It appears I like geeks.
It appears i'm in a big hole called romanticism.
It's a beautiful, beautiful hole. I'm all sucked up in it and i like it a lot.
It makes me do things. Quite extraordinary things, yet so simple and delicate they're barely noticeable. This pitch black, wooden hole of romance is making me smile. This entirety of darkness and spring breezes is making me change my hairdo and walk like a woman.
He's tall and he's skinny and he has blonde geek hair, a black coat covering most of his slim body up. It makes him appear even taller, i think. I imagined him naked and whenever i do he's a little less tall so i can kiss him perfectly well in all kinds of cinderella manners i've been told about.They are true girl&boy kisses.
It's a very intimate feeling. All it does is make me feel crushed. I'm not a girl for usual relationships, it seems. All that was ever given to me was one big true love breaking my heart and useless attempts out of pure boredom and being suffocated by my surroundings.
Now there is something new.
He is passing me by every little morning and every time I grin when he rushes away into the train - he's always nearly letting it pass, he's always almost too late. Seconds later i smile at him through the whide, yellowed windows of the tube wether he's looking or not.
That's the time of the day I like most. For a week it's been my favourite time of the day. If i had to fill out a survey about favourite times of days i'd check the box next to where it says "7.27am - 7.29am". It's a very very good time of day for me.
He's got the geek-purse. It's beautiful, black leather, with a long leather band sliding around his long, long upper body and back. He's always walking very upright. It's a big purse and you can tell it's been used for a little while now, contrasting his black, new fleece coat.
I like his shoes, too. Men never wear good shoes, do they. There's the emo or rock kids with their Converse looking like bummers and the slick types with their smooth sneakers or black boots looking overdressed. Also the ones with their white-white-white sneakers which they love more than anything else.
He's got perfect shoes.
Every time I close my eyes seing him step inside the train. I count to four, it's one and two and three and four, my fingers counting down - then i open my eyes up again. I try to find him, catch a glimpse of him inside the packed train. I'm feeling like i'm window shopping and wish i could just shoplift him. From where i'm passing the street as the train takes a turn and leaves in my direction.
I've never been the type for the usual relationships. Really.

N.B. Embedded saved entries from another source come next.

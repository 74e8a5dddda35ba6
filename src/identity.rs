//! Identity provider
//!
//! Authenticates a connection from a bearer token and exposes the user
//! directory the matcher draws candidates from.

use std::collections::BTreeMap;
use std::path::Path;

use async_trait::async_trait;
use chrono::{Duration, Utc};
use jsonwebtoken::{decode, encode, Algorithm, DecodingKey, EncodingKey, Header, Validation};
use serde::{Deserialize, Serialize};
use tracing::{debug, info};

use crate::error::{AppError, ChatError};
use crate::types::UserId;

/// An authenticated user
#[derive(Debug, Clone, PartialEq, Eq, Serialize, Deserialize)]
pub struct User {
    pub id: UserId,
    pub display_name: String,
}

#[async_trait]
pub trait IdentityProvider: Send + Sync {
    /// Resolve a credential token to a user
    async fn authenticate(&self, token: &str) -> Result<User, ChatError>;

    async fn get_user(&self, user_id: UserId) -> Result<Option<User>, ChatError>;

    /// Up to `limit` users other than `exclude`, in a stable order
    async fn candidates(&self, exclude: UserId, limit: usize) -> Result<Vec<User>, ChatError>;
}

/// Token claims
#[derive(Debug, Serialize, Deserialize)]
struct Claims {
    /// Subject (user ID)
    sub: String,
    iat: i64,
    exp: i64,
}

const TOKEN_ALGORITHM: Algorithm = Algorithm::HS256;

/// HS256 token verifier over an in-memory user directory
pub struct TokenIdentity {
    users: BTreeMap<UserId, User>,
    encoding: EncodingKey,
    decoding: DecodingKey,
    token_ttl: Duration,
}

impl TokenIdentity {
    pub fn new(secret: &str, token_ttl: Duration, users: impl IntoIterator<Item = User>) -> Self {
        Self {
            users: users.into_iter().map(|u| (u.id, u)).collect(),
            encoding: EncodingKey::from_secret(secret.as_bytes()),
            decoding: DecodingKey::from_secret(secret.as_bytes()),
            token_ttl,
        }
    }

    /// Build from a JSON user directory file
    pub fn from_file(secret: &str, token_ttl: Duration, path: &Path) -> Result<Self, AppError> {
        let users = load_users(path)?;
        info!("Loaded {} users from {}", users.len(), path.display());
        Ok(Self::new(secret, token_ttl, users))
    }

    /// Issue a token for a known user
    pub fn issue_token(&self, user_id: UserId) -> Result<String, AppError> {
        if !self.users.contains_key(&user_id) {
            return Err(AppError::Config(format!("unknown user {user_id}")));
        }
        let now = Utc::now();
        let claims = Claims {
            sub: user_id.to_string(),
            iat: now.timestamp(),
            exp: (now + self.token_ttl).timestamp(),
        };
        Ok(encode(&Header::new(TOKEN_ALGORITHM), &claims, &self.encoding)?)
    }

    pub fn user_count(&self) -> usize {
        self.users.len()
    }
}

#[async_trait]
impl IdentityProvider for TokenIdentity {
    async fn authenticate(&self, token: &str) -> Result<User, ChatError> {
        let token = token.strip_prefix("Bearer ").unwrap_or(token);
        let validation = Validation::new(TOKEN_ALGORITHM);

        let data = decode::<Claims>(token, &self.decoding, &validation).map_err(|e| {
            debug!("Token rejected: {}", e);
            ChatError::Unauthenticated
        })?;

        let user_id: UserId = data
            .claims
            .sub
            .parse()
            .map_err(|_| ChatError::Unauthenticated)?;

        // Token may outlive the user
        self.users
            .get(&user_id)
            .cloned()
            .ok_or(ChatError::Unauthenticated)
    }

    async fn get_user(&self, user_id: UserId) -> Result<Option<User>, ChatError> {
        Ok(self.users.get(&user_id).cloned())
    }

    async fn candidates(&self, exclude: UserId, limit: usize) -> Result<Vec<User>, ChatError> {
        Ok(self
            .users
            .values()
            .filter(|u| u.id != exclude)
            .take(limit)
            .cloned()
            .collect())
    }
}

/// Read a `[{"id": ..., "display_name": ...}]` directory file
pub fn load_users(path: &Path) -> Result<Vec<User>, AppError> {
    let raw = std::fs::read_to_string(path)?;
    let users: Vec<User> = serde_json::from_str(&raw)?;

    if let Some(user) = users.iter().find(|u| u.display_name.trim().is_empty()) {
        return Err(AppError::Config(format!(
            "user {} has an empty display name",
            user.id
        )));
    }
    Ok(users)
}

He's beautiful and I just wanna kiss him.He's a geek. You can tell entirely from looking at him. He's got clear skin and a beautiful face structure. With the way he rushes by you can almost smell his awkward way of talking - atleast that's what i pretend to smell.
When he's gone i forget him again for the rest of the day. He just doesn't appear again. But the very next morning he's there again, rushing by, catching his train, me passing by being amused by my reaction to his random appearance in my system.
I'm waiting for the day he'll miss it for the first time, having to notice me.
I'm not made for real life friendships, really. Not those everyday-school-and-afterwards-girl-shit.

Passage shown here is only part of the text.